RIYADH, 14 May — The historic Dirayyah in Riyadh, Jeddah’s old city and the mystery of the desert are the main themes of the photographic exhibition "Pixels from Saudi Arabia", which opened here at Al-Khozama Center last Friday.
Inaugurated by Kryzysztof Plominski, the Polish ambassador, and Hussein Ali Hatata, Al-Khozama’s manager, the exhibition displays 30 photographs by Jacek Pienkowski, a Polish-Canadian photographer who spent three years in the Kingdom and in that time captured especially the breathtaking beauty of the desert.
"I made this final selection from more than 1,000 photographs," Pienkowski said, explaining that at different times of the day the sand dunes assume different colors, tempting him to repeatedly return and photograph them.

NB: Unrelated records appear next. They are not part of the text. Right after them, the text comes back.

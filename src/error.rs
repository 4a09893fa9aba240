//! Typed errors for the request path.
//!
//! Configuration and startup code use `anyhow`. The request path uses the
//! enums below so the fallback controller and the pipeline can branch on
//! error kind instead of matching strings.

use thiserror::Error;

/// Whether a failed model call may be retried on another provider.
#[derive(Debug, Clone, Copy, PartialEq, Eq)]
pub enum ErrorClass {
    Retryable,
    Fatal,
}

/// A failed call to a language model provider.
#[derive(Debug, Error)]
pub enum LlmError {
    #[error("request timed out")]
    Timeout,
    #[error("transport error: {0}")]
    Transport(String),
    #[error("provider returned HTTP {status}: {body}")]
    Http { status: u16, body: String },
    #[error("provider rejected credentials (HTTP {0})")]
    Auth(u16),
    #[error("provider misconfigured: {0}")]
    Config(String),
    #[error("malformed provider response: {0}")]
    Protocol(String),
}

impl LlmError {
    /// Map a non-success HTTP status to an error.
    pub fn from_status(status: u16, body: impl Into<String>) -> Self {
        match status {
            401 | 403 => LlmError::Auth(status),
            _ => LlmError::Http {
                status,
                body: body.into(),
            },
        }
    }

    /// Timeouts, transport failures, 408/429/5xx and garbled responses are
    /// retryable. Rejected credentials, bad configuration and other 4xx
    /// responses are not.
    pub fn classify(&self) -> ErrorClass {
        match self {
            LlmError::Timeout | LlmError::Transport(_) | LlmError::Protocol(_) => {
                ErrorClass::Retryable
            }
            LlmError::Http { status, .. } => match status {
                408 | 429 | 500..=599 => ErrorClass::Retryable,
                _ => ErrorClass::Fatal,
            },
            LlmError::Auth(_) | LlmError::Config(_) => ErrorClass::Fatal,
        }
    }

    pub fn is_retryable(&self) -> bool {
        self.classify() == ErrorClass::Retryable
    }
}

impl From<reqwest::Error> for LlmError {
    fn from(e: reqwest::Error) -> Self {
        if e.is_timeout() {
            LlmError::Timeout
        } else if e.is_decode() {
            LlmError::Protocol(e.to_string())
        } else if let Some(status) = e.status() {
            LlmError::from_status(status.as_u16(), e.to_string())
        } else {
            LlmError::Transport(e.to_string())
        }
    }
}

/// All configured providers failed.
#[derive(Debug, Error)]
pub enum RouterError {
    #[error("could not generate a response")]
    Exhausted { attempts: usize, last: LlmError },
}

impl RouterError {
    pub fn last_error(&self) -> &LlmError {
        match self {
            RouterError::Exhausted { last, .. } => last,
        }
    }
}

/// Semantic cache failures. Never surfaced to callers; the cache degrades to a miss.
#[derive(Debug, Error)]
pub enum CacheError {
    #[error("embedding failed: {0}")]
    Embedding(String),
    #[error("cache backend failed: {0}")]
    Backend(String),
    #[error("payload cipher failed: {0}")]
    Crypto(String),
    #[error("payload (de)serialization failed: {0}")]
    Serialization(#[from] serde_json::Error),
    #[error("cache operation timed out")]
    Timeout,
}

/// Failure surfaced while producing an answer.
#[derive(Debug, Error)]
pub enum AnswerError {
    /// The stream broke after tokens were delivered. The cause is logged, not displayed.
    #[error("could not generate a response")]
    Interrupted(#[source] LlmError),
}
//! Herramientas del agente: recuperación sobre el índice vectorial y búsqueda
//! web vía SerpAPI. El agente selecciona la herramienta por su nombre exacto.

use std::collections::HashSet;
use std::sync::Arc;
use std::time::Duration;

use anyhow::{anyhow, Context, Result};
use reqwest::Client;
use serde_json::Value;
use tracing::{debug, info};

use crate::config::AppConfig;
use crate::llm::LlmEngine;
use crate::vector_store::VectorIndex;

pub const DOC_SEARCH_TOOL: &str = "policy_and_law_search";
pub const WEB_SEARCH_TOOL: &str = "Search";

const SERPAPI_URL: &str = "https://serpapi.com/search.json";

/// Descriptor de una herramienta: nombre único y descripción que guía al
/// agente sobre cuándo usarla.
#[derive(Debug, Clone)]
pub struct ToolSpec {
    pub name: &'static str,
    pub description: &'static str,
}

/// Conjunto de herramientas disponible para el agente.
pub struct ToolSet {
    specs: Vec<ToolSpec>,
    index: Arc<VectorIndex>,
    llm: LlmEngine,
    web: SerpApiClient,
    top_k: usize,
}

impl ToolSet {
    pub fn new(cfg: &AppConfig, llm: LlmEngine, index: Arc<VectorIndex>) -> Self {
        let specs = vec![
            ToolSpec {
                name: DOC_SEARCH_TOOL,
                description: "Questions about policies and law",
            },
            ToolSpec {
                name: WEB_SEARCH_TOOL,
                description: "Search the web for information about news, articles, and more about Law",
            },
        ];

        let unique: HashSet<&str> = specs.iter().map(|s| s.name).collect();
        debug_assert_eq!(unique.len(), specs.len(), "nombres de herramienta duplicados");

        Self {
            specs,
            index,
            llm,
            web: SerpApiClient::new(cfg.serpapi_api_key.clone()),
            top_k: cfg.retrieval_top_k,
        }
    }

    pub fn specs(&self) -> &[ToolSpec] {
        &self.specs
    }

    pub fn contains(&self, name: &str) -> bool {
        self.specs.iter().any(|s| s.name == name)
    }

    /// Lista de nombres para la plantilla del prompt ("a, b").
    pub fn names(&self) -> String {
        self.specs
            .iter()
            .map(|s| s.name)
            .collect::<Vec<_>>()
            .join(", ")
    }

    /// Ejecuta la herramienta `name` con la consulta `input`.
    /// El llamante debe haber comprobado antes que la herramienta existe.
    pub async fn call(&self, name: &str, input: &str) -> Result<String> {
        match name {
            DOC_SEARCH_TOOL => self.doc_search(input).await,
            WEB_SEARCH_TOOL => self.web.search(input).await,
            other => Err(anyhow!("Herramienta desconocida: {other}")),
        }
    }

    /// Recuperación semántica: vectoriza la consulta, busca los `top_k` chunks
    /// y los concatena en un único bloque de texto para el agente.
    async fn doc_search(&self, query: &str) -> Result<String> {
        let query_vec = self.llm.embed_query(query).await?;
        let results = self.index.search(&query_vec, self.top_k);

        info!(
            "Búsqueda documental: '{}' → {} chunks recuperados",
            query,
            results.len()
        );
        debug!(
            "Coincidencias: {:?}",
            results
                .iter()
                .map(|(score, c)| (c.document_id.as_str(), c.index, *score))
                .collect::<Vec<_>>()
        );

        if results.is_empty() {
            return Ok("No relevant passages were found in the indexed documents.".to_string());
        }

        let block = results
            .iter()
            .map(|(_, chunk)| format!("[{}]\n{}", chunk.source, chunk.text))
            .collect::<Vec<_>>()
            .join("\n\n---\n\n");

        Ok(block)
    }
}

/// Cliente mínimo de SerpAPI (motor Google) sobre `reqwest`.
pub struct SerpApiClient {
    api_key: String,
    client: Client,
}

impl SerpApiClient {
    pub fn new(api_key: String) -> Self {
        let client = Client::builder()
            .timeout(Duration::from_secs(10))
            .build()
            .expect("No se pudo crear el cliente HTTP");

        Self { api_key, client }
    }

    /// Lanza la búsqueda y reduce la respuesta JSON a un texto breve.
    pub async fn search(&self, query: &str) -> Result<String> {
        let response = self
            .client
            .get(SERPAPI_URL)
            .query(&[
                ("engine", "google"),
                ("q", query),
                ("api_key", self.api_key.as_str()),
            ])
            .send()
            .await
            .context("No se pudo contactar con SerpAPI")?;

        let status = response.status();
        if !status.is_success() {
            let body = response.text().await.unwrap_or_default();
            return Err(anyhow!("SerpAPI devolvió {status}: {body}"));
        }

        let data: Value = response
            .json()
            .await
            .context("SerpAPI devolvió un JSON inválido")?;

        extract_search_answer(&data)
            .ok_or_else(|| anyhow!("SerpAPI no devolvió ningún resultado útil"))
    }
}

/// Reduce la respuesta de SerpAPI al mejor texto disponible, por orden de
/// preferencia: answer box, knowledge graph, snippets orgánicos.
fn extract_search_answer(data: &Value) -> Option<String> {
    if let Some(answer_box) = data.get("answer_box") {
        for key in ["answer", "snippet"] {
            if let Some(text) = answer_box.get(key).and_then(Value::as_str) {
                return Some(text.to_string());
            }
        }
    }

    if let Some(description) = data
        .get("knowledge_graph")
        .and_then(|kg| kg.get("description"))
        .and_then(Value::as_str)
    {
        return Some(description.to_string());
    }

    let snippets: Vec<String> = data
        .get("organic_results")?
        .as_array()?
        .iter()
        .take(4)
        .filter_map(|result| result.get("snippet").and_then(Value::as_str))
        .map(str::to_string)
        .collect();

    if snippets.is_empty() {
        None
    } else {
        Some(snippets.join("\n"))
    }
}

#[cfg(test)]
mod tests {
    use super::*;
    use serde_json::json;

    #[test]
    fn el_answer_box_tiene_prioridad() {
        let data = json!({
            "answer_box": { "answer": "42 días" },
            "organic_results": [{ "snippet": "otro texto" }]
        });
        assert_eq!(extract_search_answer(&data).unwrap(), "42 días");
    }

    #[test]
    fn sin_answer_box_se_usa_el_knowledge_graph() {
        let data = json!({
            "knowledge_graph": { "description": "Definición breve" },
            "organic_results": [{ "snippet": "otro texto" }]
        });
        assert_eq!(extract_search_answer(&data).unwrap(), "Definición breve");
    }

    #[test]
    fn como_ultimo_recurso_se_unen_los_snippets() {
        let data = json!({
            "organic_results": [
                { "snippet": "uno" },
                { "title": "sin snippet" },
                { "snippet": "dos" }
            ]
        });
        assert_eq!(extract_search_answer(&data).unwrap(), "uno\ndos");
    }

    #[test]
    fn respuesta_sin_resultados_no_produce_texto() {
        assert!(extract_search_answer(&json!({})).is_none());
        assert!(extract_search_answer(&json!({ "organic_results": [] })).is_none());
    }
}
//! Ingesta del corpus documental: carga de ficheros por extensión y troceado
//! en chunks solapados listos para vectorizar.

use std::fs;
use std::io::Read;
use std::path::Path;

use anyhow::{anyhow, Context, Result};
use mime_guess::MimeGuess;
use tracing::{info, warn};
use uuid::Uuid;
use walkdir::WalkDir;

use crate::models::{Chunk, Document};

/// Extensiones soportadas; cualquier otra se omite en silencio.
const SUPPORTED_EXTENSIONS: [&str; 3] = ["pdf", "txt", "docx"];

/// Carga todos los documentos soportados del directorio indicado (sin recursión).
///
/// Con `skip_errors` a `false` (el valor por defecto) cualquier fichero corrupto
/// o ilegible aborta el arranque: no existe un índice parcial de respaldo.
/// Con `skip_errors` a `true` el fichero se omite con un aviso.
pub fn load_documents(dir: &Path, skip_errors: bool) -> Result<Vec<Document>> {
    if !dir.is_dir() {
        return Err(anyhow!("La ruta no es un directorio: {}", dir.display()));
    }

    let mut documents = Vec::new();

    let entries = WalkDir::new(dir)
        .min_depth(1)
        .max_depth(1)
        .sort_by_file_name()
        .into_iter()
        .filter_map(|e| e.ok())
        .filter(|e| e.file_type().is_file());

    for entry in entries {
        let path = entry.path();
        let extension = path
            .extension()
            .and_then(std::ffi::OsStr::to_str)
            .map(str::to_lowercase)
            .unwrap_or_default();

        if !SUPPORTED_EXTENSIONS.contains(&extension.as_str()) {
            info!(
                "Omitiendo fichero con extensión no soportada ('.{}'): {}",
                extension,
                path.display()
            );
            continue;
        }

        let extracted = match extension.as_str() {
            "pdf" => pdf_extract::extract_text(path)
                .map_err(|e| anyhow!("No se pudo extraer texto del PDF: {e}")),
            "txt" => fs::read_to_string(path)
                .map_err(|e| anyhow!("No se pudo leer el fichero de texto: {e}")),
            "docx" => extract_docx(path),
            _ => unreachable!("extensión ya filtrada"),
        };

        let text = match extracted {
            Ok(text) => text,
            Err(err) => {
                if skip_errors {
                    warn!("Omitiendo {}: {err}", path.display());
                    continue;
                }
                return Err(err.context(format!("Error cargando {}", path.display())));
            }
        };

        let path_str = path.to_string_lossy().to_string();
        let filename = path
            .file_name()
            .map(|s| s.to_string_lossy().to_string())
            .unwrap_or_else(|| path_str.clone());
        let mime_type = MimeGuess::from_path(path).first().map(|m| m.to_string());

        let document = Document {
            id: Uuid::new_v4().to_string(),
            source: path_str,
            filename,
            mime_type,
            text,
        };
        info!(
            "Cargado {} ({}, {} caracteres)",
            path.display(),
            document.mime_type.as_deref().unwrap_or("tipo desconocido"),
            document.text.chars().count()
        );
        documents.push(document);
    }

    Ok(documents)
}

/// Extrae el texto plano de un `.docx` leyendo `word/document.xml` del ZIP.
fn extract_docx(path: &Path) -> Result<String> {
    let file = fs::File::open(path)
        .with_context(|| format!("No se pudo abrir el DOCX: {}", path.display()))?;
    let mut archive = zip::ZipArchive::new(file)
        .with_context(|| format!("El DOCX no es un ZIP válido: {}", path.display()))?;

    let mut xml = String::new();
    archive
        .by_name("word/document.xml")
        .with_context(|| format!("El DOCX no contiene word/document.xml: {}", path.display()))?
        .read_to_string(&mut xml)
        .context("No se pudo leer word/document.xml")?;

    Ok(extract_docx_text(&xml))
}

/// Recorre el XML de WordprocessingML y concatena el contenido de los nodos
/// `<w:t>`, un párrafo `<w:p>` por línea.
fn extract_docx_text(xml: &str) -> String {
    let mut result = String::new();

    for paragraph in xml.split("<w:p").skip(1) {
        let paragraph = match paragraph.find("</w:p>") {
            Some(end) => &paragraph[..end],
            None => paragraph,
        };

        let mut para_text = String::new();
        for run in paragraph.split("<w:t").skip(1) {
            let Some(open_end) = run.find('>') else { continue };
            let content = &run[open_end + 1..];
            let Some(close) = content.find("</w:t>") else { continue };
            para_text.push_str(&content[..close]);
        }

        if !para_text.is_empty() {
            if !result.is_empty() {
                result.push('\n');
            }
            result.push_str(&para_text);
        }
    }

    result
}

/// Trocea los documentos, en orden, en chunks de como mucho `size` caracteres
/// donde chunks consecutivos del mismo documento comparten `overlap` caracteres.
///
/// Determinista: la misma entrada produce siempre los mismos textos de chunk.
/// Un documento que cabe entero en `size` es un único chunk.
pub fn chunk_documents(documents: &[Document], size: usize, overlap: usize) -> Vec<Chunk> {
    let mut chunks = Vec::new();

    for document in documents {
        for (index, text) in split_text(&document.text, size, overlap).into_iter().enumerate() {
            chunks.push(Chunk {
                id: Uuid::new_v4().to_string(),
                document_id: document.id.clone(),
                source: document.source.clone(),
                index,
                text,
            });
        }
    }

    chunks
}

/// Ventana deslizante sobre caracteres: cada chunk no final mide exactamente
/// `size` y el siguiente arranca `size - overlap` caracteres más adelante.
fn split_text(text: &str, size: usize, overlap: usize) -> Vec<String> {
    assert!(overlap < size, "el solapamiento debe ser menor que el tamaño de chunk");

    let chars: Vec<char> = text.chars().collect();
    if chars.is_empty() {
        return Vec::new();
    }
    if chars.len() <= size {
        return vec![text.to_string()];
    }

    let step = size - overlap;
    let mut chunks = Vec::new();
    let mut start = 0;

    while start < chars.len() {
        let end = (start + size).min(chars.len());
        chunks.push(chars[start..end].iter().collect());
        if end == chars.len() {
            break;
        }
        start += step;
    }

    chunks
}

#[cfg(test)]
mod tests {
    use super::*;
    use std::io::Write;

    fn doc(text: &str) -> Document {
        Document {
            id: "doc-1".to_string(),
            source: "memoria".to_string(),
            filename: "memoria.txt".to_string(),
            mime_type: None,
            text: text.to_string(),
        }
    }

    #[test]
    fn documento_corto_es_un_unico_chunk() {
        let chunks = split_text("breve", 1500, 200);
        assert_eq!(chunks, vec!["breve".to_string()]);
    }

    #[test]
    fn texto_vacio_no_produce_chunks() {
        assert!(split_text("", 1500, 200).is_empty());
    }

    #[test]
    fn chunks_no_finales_miden_exactamente_el_tamano() {
        let text: String = std::iter::repeat('x').take(4000).collect();
        let chunks = split_text(&text, 1500, 200);
        for chunk in &chunks[..chunks.len() - 1] {
            assert_eq!(chunk.chars().count(), 1500);
        }
        assert!(chunks.last().unwrap().chars().count() <= 1500);
    }

    #[test]
    fn recortar_el_solapamiento_reconstruye_el_original() {
        let text: String = (0..5000).map(|i| char::from(b'a' + (i % 26) as u8)).collect();
        let size = 1500;
        let overlap = 200;
        let chunks = split_text(&text, size, overlap);
        assert!(chunks.len() > 1);

        let mut rebuilt: String = chunks[0].clone();
        for chunk in &chunks[1..] {
            rebuilt.extend(chunk.chars().skip(overlap));
        }
        assert_eq!(rebuilt, text);
    }

    #[test]
    fn el_troceado_es_determinista_y_conserva_el_orden() {
        let docs = vec![doc(&"a".repeat(3000)), doc(&"b".repeat(100))];
        let a = chunk_documents(&docs, 1500, 200);
        let b = chunk_documents(&docs, 1500, 200);

        let texts_a: Vec<&str> = a.iter().map(|c| c.text.as_str()).collect();
        let texts_b: Vec<&str> = b.iter().map(|c| c.text.as_str()).collect();
        assert_eq!(texts_a, texts_b);

        // Los índices reinician por documento y respetan el orden de entrada.
        assert_eq!(a.first().unwrap().index, 0);
        assert_eq!(a.last().unwrap().text, "b".repeat(100));
        assert_eq!(a.last().unwrap().index, 0);
    }

    #[test]
    fn solo_se_cargan_las_extensiones_soportadas() {
        let dir = tempfile::tempdir().unwrap();
        std::fs::write(dir.path().join("ley.txt"), "texto de la ley").unwrap();
        std::fs::write(dir.path().join("notas.md"), "apuntes").unwrap();
        std::fs::write(dir.path().join("datos.csv"), "a,b,c").unwrap();

        let docs = load_documents(dir.path(), false).unwrap();
        assert_eq!(docs.len(), 1);
        assert_eq!(docs[0].filename, "ley.txt");
        assert_eq!(docs[0].text, "texto de la ley");
        assert_eq!(docs[0].mime_type.as_deref(), Some("text/plain"));
    }

    #[test]
    fn un_docx_minimo_se_extrae_correctamente() {
        let dir = tempfile::tempdir().unwrap();
        let path = dir.path().join("contrato.docx");

        let file = std::fs::File::create(&path).unwrap();
        let mut writer = zip::ZipWriter::new(file);
        writer
            .start_file("word/document.xml", zip::write::SimpleFileOptions::default())
            .unwrap();
        writer
            .write_all(
                br#"<w:document><w:body><w:p><w:r><w:t>Primera parte.</w:t></w:r></w:p><w:p><w:r><w:t xml:space="preserve">Segunda </w:t></w:r><w:r><w:t>parte.</w:t></w:r></w:p></w:body></w:document>"#,
            )
            .unwrap();
        writer.finish().unwrap();

        let docs = load_documents(dir.path(), false).unwrap();
        assert_eq!(docs.len(), 1);
        assert_eq!(docs[0].text, "Primera parte.\nSegunda parte.");
    }

    #[test]
    fn extraccion_de_wordprocessingml() {
        let xml = r#"<w:p><w:t>Hola</w:t><w:t> mundo</w:t></w:p><w:p><w:t>Adiós</w:t></w:p>"#;
        assert_eq!(extract_docx_text(xml), "Hola mundo\nAdiós");
    }
}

Pienkowski, whose photograph "Morning in Jeddah" bagged People’s Choice Award during Desert Energy Art Exhibition at the Canadian Embassy in Riyadh last May, shot all these classics with Pentax 645N and used an Epson 2450 photo scanner for the negatives.
The results were digitally mastered and the final pictures printed in exclusive pigment archival inks on special matt paper.
"All displayed prints are guaranteed to last at least 100 years," Pienkowski noted.
The exhibition, which continues until Thursday, is a study of Saudi Arabia of the past and its landscape. Of the six prints on Dirayyah, three depict the ornate wooden doors essentially of Najdi heritage while, in contrast, the multicultural flair of Old Jeddah’s streets and houses is evident in another group of six pictures.
There are 10 photographs of red sand dunes captured at different periods of the day. Three snapshots of camels, including one entitled "Camel Souq", make an interesting study of the nomadic life.
A staff photojournalist for various magazines in Poland in the late 1970s, Pienkowski emigrated to Canada in 1989, and joined his wife — a microbiologist at King Faisal Specialist Hospital — in Riyadh three years ago.
Referring to the exhibition, he noted, "This is an expression of our gratitude to the country we are about to leave."